Message Too Old, No Replies

Corrupt files - caused by editor applying incorrect coding?

Cookies fail because php produces output before header

         

HarryM

7:52 pm on May 14, 2004 (gmt 0)

WebmasterWorld Senior Member 10+ Year Member



I have been testing cookies on part of my site for some time, but when I rolled them out across the whole site certain pages gave errors. Cookies could not be set because the pages had already started to output.

The page files in question were no different to any others, consisting of a number of PHP variables and a PHP require command for the standard template. The pages validated OK, and the header checked OK.

The problem was cured when I recreated a fresh page file using Notepad. I suspect the probable cause was because I had globally edited all the corrupt pages using TextPad.

Some of the pages include text in GB and Big5 Chinese encoding, and this presents no problem to Notepad which saves them in ANSI automatically, but it seems that TextPad cannot handle this although it gave no warning.

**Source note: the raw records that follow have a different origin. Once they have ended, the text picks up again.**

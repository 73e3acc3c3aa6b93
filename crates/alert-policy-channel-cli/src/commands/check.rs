//! Existence check against an exported snapshot of channels.
//!
//! The snapshot is a JSON array of channel records in the API's shape
//! (`id`, `name`, `type`, `links.policy_ids`). It is loaded into an
//! [`InMemoryAlerts`] and checked exactly as a refresh would.

use std::fs;
use std::io::Write;
use std::path::Path;

use alert_policy_channel::{Channel, CompositeId, InMemoryAlerts, any_channel_belongs_to_policy};
use tracing::{debug, info};

use crate::error::CliError;
use crate::output::{ExistenceReport, OutputFormat};

/// Handler for `check`.
#[derive(Debug, Default)]
pub struct CheckCommand;

impl CheckCommand {
    /// Creates a new handler.
    #[must_use]
    pub const fn new() -> Self {
        Self
    }

    /// Reports whether `id` still exists in the snapshot at `snapshot`.
    ///
    /// # Errors
    ///
    /// Returns an error if the identifier is malformed or the snapshot
    /// cannot be read.
    pub fn execute<W: Write>(
        &self,
        out: &mut W,
        format: &OutputFormat,
        id: &str,
        snapshot: &Path,
    ) -> Result<(), CliError> {
        let id = CompositeId::parse(id)?;
        let api = load_snapshot(snapshot)?;

        let exists = any_channel_belongs_to_policy(&api, id.policy_id(), id.channel_ids())?;
        info!(%id, exists, "checked association");

        let report = ExistenceReport {
            id: id.to_string(),
            exists,
            channels_checked: api.lookups(),
        };
        format.write(out, &report)
    }
}

fn load_snapshot(path: &Path) -> Result<InMemoryAlerts, CliError> {
    let contents = fs::read_to_string(path)?;
    let channels: Vec<Channel> = serde_json::from_str(&contents)
        .map_err(|e| CliError::Parse(format!("{}: {e}", path.display())))?;
    debug!(count = channels.len(), path = %path.display(), "loaded channel snapshot");
    Ok(InMemoryAlerts::from_channels(channels))
}
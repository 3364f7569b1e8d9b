//! Scheduling layer: workers created one per subscription, able to run a
//! task after a delay and to be released to cancel any pending work.

use futures::{
  executor::LocalSpawner,
  future::{AbortHandle, Abortable},
  task::LocalSpawnExt,
  FutureExt,
};

use crate::subscription::{LocalSubscription, SubscriptionLike};

pub use std::time::{Duration, Instant};

#[cfg(feature = "futures-scheduler")]
use futures::executor::ThreadPool;
#[cfg(feature = "futures-scheduler")]
use once_cell::sync::Lazy;

#[cfg(feature = "futures-scheduler")]
use crate::subscription::SharedSubscription;

/// Cancellation handle for one scheduled task.
///
/// The abort flag is shared by every clone, so cancelling through any of
/// them is observed by the task itself and by the worker that tracks it.
#[derive(Clone)]
pub struct SpawnHandle(AbortHandle);

impl SpawnHandle {
  pub fn new(handle: AbortHandle) -> Self { SpawnHandle(handle) }
}

impl SubscriptionLike for SpawnHandle {
  #[inline]
  fn unsubscribe(&mut self) { self.0.abort(); }

  #[inline]
  fn is_closed(&self) -> bool { self.0.is_aborted() }
}

/// A scheduler hands out independent execution contexts.
///
/// Every subscription that needs timed work creates its own worker and owns
/// it exclusively; workers are never shared between subscriptions.
pub trait LocalScheduler {
  type Worker: LocalWorker + 'static;

  fn create_worker(&self) -> Self::Worker;
}

/// Single-thread execution context: runs `task(state)` after `delay` on its
/// own context, one task at a time in arrival order.
///
/// Releasing the worker (`unsubscribe`) cancels every task it has scheduled
/// and makes later `schedule` calls inert: no task scheduled through a
/// released worker may run.
pub trait LocalWorker: SubscriptionLike + Clone {
  fn schedule<S: 'static>(
    &self,
    task: impl FnOnce(S) + 'static,
    delay: Option<Duration>,
    state: S,
  ) -> SpawnHandle;
}

/// Thread-safe counterpart of [`LocalScheduler`].
pub trait SharedScheduler {
  type Worker: SharedWorker + Send + Sync + 'static;

  fn create_worker(&self) -> Self::Worker;
}

/// Thread-safe counterpart of [`LocalWorker`].
pub trait SharedWorker: SubscriptionLike + Clone {
  fn schedule<S: Send + 'static>(
    &self,
    task: impl FnOnce(S) + Send + 'static,
    delay: Option<Duration>,
    state: S,
  ) -> SpawnHandle;
}

async fn delayed<S>(task: impl FnOnce(S), delay: Option<Duration>, state: S) {
  if let Some(delay) = delay {
    futures_time::task::sleep(delay.into()).await;
  }
  task(state);
}

/// Worker driven by a [`LocalPool`](futures::executor::LocalPool) spawner.
#[derive(Clone)]
pub struct SpawnerWorker {
  spawner: LocalSpawner,
  tasks: LocalSubscription,
}

impl LocalScheduler for LocalSpawner {
  type Worker = SpawnerWorker;

  fn create_worker(&self) -> SpawnerWorker {
    SpawnerWorker {
      spawner: self.clone(),
      tasks: LocalSubscription::default(),
    }
  }
}

impl LocalWorker for SpawnerWorker {
  fn schedule<S: 'static>(
    &self,
    task: impl FnOnce(S) + 'static,
    delay: Option<Duration>,
    state: S,
  ) -> SpawnHandle {
    let (abort, registration) = AbortHandle::new_pair();
    if self.tasks.is_closed() {
      abort.abort();
      return SpawnHandle::new(abort);
    }
    let fut = Abortable::new(delayed(task, delay, state), registration);
    self
      .spawner
      .spawn_local(fut.map(|_| ()))
      .expect("spawn task to local pool failed.");
    let handle = SpawnHandle::new(abort);
    self.tasks.add(handle.clone());
    handle
  }
}

impl SubscriptionLike for SpawnerWorker {
  #[inline]
  fn unsubscribe(&mut self) { self.tasks.unsubscribe(); }

  #[inline]
  fn is_closed(&self) -> bool { self.tasks.is_closed() }
}

/// Worker dispatching its tasks to a [`ThreadPool`].
#[cfg(feature = "futures-scheduler")]
#[derive(Clone)]
pub struct PoolWorker {
  pool: ThreadPool,
  tasks: SharedSubscription,
}

#[cfg(feature = "futures-scheduler")]
impl SharedScheduler for ThreadPool {
  type Worker = PoolWorker;

  fn create_worker(&self) -> PoolWorker {
    PoolWorker {
      pool: self.clone(),
      tasks: SharedSubscription::default(),
    }
  }
}

#[cfg(feature = "futures-scheduler")]
impl SharedWorker for PoolWorker {
  fn schedule<S: Send + 'static>(
    &self,
    task: impl FnOnce(S) + Send + 'static,
    delay: Option<Duration>,
    state: S,
  ) -> SpawnHandle {
    let (abort, registration) = AbortHandle::new_pair();
    if self.tasks.is_closed() {
      abort.abort();
      return SpawnHandle::new(abort);
    }
    let fut = Abortable::new(delayed(task, delay, state), registration);
    self.pool.spawn_ok(fut.map(|_| ()));
    let handle = SpawnHandle::new(abort);
    self.tasks.add(handle.clone());
    handle
  }
}

#[cfg(feature = "futures-scheduler")]
impl SubscriptionLike for PoolWorker {
  #[inline]
  fn unsubscribe(&mut self) { self.tasks.unsubscribe(); }

  #[inline]
  fn is_closed(&self) -> bool { self.tasks.is_closed() }
}

#[cfg(feature = "futures-scheduler")]
static DEFAULT_POOL: Lazy<ThreadPool> =
  Lazy::new(|| ThreadPool::new().expect("build default thread pool failed."));

/// Process-wide pool shared by subscriptions that do not bring their own
/// scheduler.
#[cfg(feature = "futures-scheduler")]
pub fn default_pool() -> ThreadPool { DEFAULT_POOL.clone() }
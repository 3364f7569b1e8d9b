//! The Single contract: producers that emit exactly one success value or
//! exactly one error per subscription, then terminate.

pub mod create;
pub mod never;
pub mod of;
pub mod throw;

pub use create::{create, CreateSingle};
pub use never::{never, NeverSingle};
pub use of::{of, OfSingle};
pub use throw::{throw, ThrowSingle};

use crate::{
  observer::{SingleObserver, SubscribeAll, SubscribeSuccess},
  ops::delay::{DelayOp, DelayOpThreads},
  scheduler::{Duration, LocalScheduler, SharedScheduler},
  subscription::{SubscriptionLike, SubscriptionWrapper},
};

/// A producer of exactly one terminal event.
///
/// Starting the producer hands it an observer; the producer invokes exactly
/// one of the observer's terminal methods, exactly once, at any time at or
/// after the `actual_subscribe` call, possibly synchronously.
pub trait Single<Item, Err, O: SingleObserver<Item, Err>> {
  type Unsub: SubscriptionLike;

  fn actual_subscribe(self, observer: O) -> Self::Unsub;
}

/// Combinators and subscribe entry points shared by every Single.
pub trait SingleExt<Item, Err>: Sized {
  /// Defers the delivery of this producer's terminal event by `delay`,
  /// re-emitting it on a worker created from `scheduler`.
  ///
  /// The event itself is captured the moment the upstream produces it; only
  /// its delivery is postponed, and it always travels through the worker
  /// even for a zero delay. Cancelling the returned subscription before the
  /// delay elapses discards the captured event silently.
  fn delay<SD>(self, delay: Duration, scheduler: SD) -> DelayOp<Self, SD>
  where
    SD: LocalScheduler,
  {
    DelayOp { source: self, delay, scheduler }
  }

  /// Thread-safe rendition of [`delay`](SingleExt::delay): the upstream may
  /// terminate on any thread and the delivery runs on the shared
  /// scheduler's worker.
  fn delay_threads<SD>(
    self,
    delay: Duration,
    scheduler: SD,
  ) -> DelayOpThreads<Self, SD>
  where
    SD: SharedScheduler,
  {
    DelayOpThreads { source: self, delay, scheduler }
  }

  /// Subscribe with a success handler; only available on producers that
  /// cannot fail.
  fn subscribe<F>(
    self,
    on_success: F,
  ) -> SubscriptionWrapper<<Self as Single<Item, Err, SubscribeSuccess<F>>>::Unsub>
  where
    Self: Single<Item, Err, SubscribeSuccess<F>>,
    SubscribeSuccess<F>: SingleObserver<Item, Err>,
    F: FnMut(Item),
  {
    SubscriptionWrapper(self.actual_subscribe(SubscribeSuccess(on_success)))
  }

  /// Subscribe with handlers for both terminal outcomes.
  fn subscribe_all<F, E>(
    self,
    on_success: F,
    on_error: E,
  ) -> SubscriptionWrapper<<Self as Single<Item, Err, SubscribeAll<F, E>>>::Unsub>
  where
    Self: Single<Item, Err, SubscribeAll<F, E>>,
    F: FnMut(Item),
    E: FnMut(Err),
  {
    SubscriptionWrapper(self.actual_subscribe(SubscribeAll(on_success, on_error)))
  }
}
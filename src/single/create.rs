use crate::prelude::*;

/// Creates a single from a function that drives the observer by hand.
///
/// The function receives the subscribing observer by value and may terminate
/// it synchronously, park it somewhere for a later terminal call, or drop it
/// to never terminate.
pub fn create<F>(subscribe: F) -> CreateSingle<F> { CreateSingle(subscribe) }

#[derive(Clone)]
pub struct CreateSingle<F>(pub(crate) F);

impl<Item, Err, O, F> Single<Item, Err, O> for CreateSingle<F>
where
  O: SingleObserver<Item, Err>,
  F: FnOnce(O),
{
  type Unsub = FlagSubscription;

  fn actual_subscribe(self, observer: O) -> Self::Unsub {
    (self.0)(observer);
    FlagSubscription::default()
  }
}

impl<Item, Err, F> SingleExt<Item, Err> for CreateSingle<F> {}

Does anyone know of an editor that doesn't screw up such files and has a global replace facility?

And anyone know of any software I can run my files through to check for any corruption? Note the files work OK in browsers and validate even if corruption has been introduced.

bcolflesh

7:56 pm on May 14, 2004 (gmt 0)

WebmasterWorld Senior Member 10+ Year Member



Sounds like you accidentally placed a Windows carriage return or other "invisible" character into your pages - any good editor should have a DOS -> UNIX converter which you could run on the affected files.

I like UltraEdit:

[ultraedit.com...]

HarryM

8:23 pm on May 14, 2004 (gmt 0)

WebmasterWorld Senior Member 10+ Year Member



Thanks, I'll give UltraEdit a try.

As you say, probably invisible characters, but not from Windows. The files were originally created in Notepad and have never been near Word or anything like that. The only ones that give problems are those that were later globally edited in TextPad. Just simple changes like the names of variables, etc.

I doubt it's a DOS/UNIX problem. More likely TextPad saved them in some variety of Unicode. Or else it just screws up pages anyway. :)

HarryM

1:09 am on May 15, 2004 (gmt 0)

WebmasterWorld Senior Member 10+ Year Member



bcolflesh,

I've installed and tried UltraEdit and so far it looks impressive.

Just one question - how do I stop it being the default editor when I want to look at source files in my browser? They sneaked that one in without warning!

HarryM

12:03 pm on May 15, 2004 (gmt 0)

WebmasterWorld Senior Member 10+ Year Member



Found instructions to alter registry with UltraEdit forums search. Definitely a black mark against UltraEdit for making me have to go through all that...

Back to topic: anyone know any way of checking files for invisible corruptions?

Mod,

Should I re-post this in the "Asia and Pacific Region" forum, where they may have more experience of files containing GB and Big5 encodeings?

HarryM

6:02 pm on May 16, 2004 (gmt 0)

WebmasterWorld Senior Member 10+ Year Member



Another black mark for UltraEdit.

I used Windows Explorer to create a new folder and then copied into it about 10 gifs. Found something had also created .bak copies of the gifs in the folder, which could only be UltraEdit.

UltraEdit uninstalled. I haven't got time to bother finding out how to turn off features I never wanted in the first place.

Found 2 of the gifs were corrupt and had to remake them in photoshop. UltraEdit? TextPad? I never have these problems with Notepad.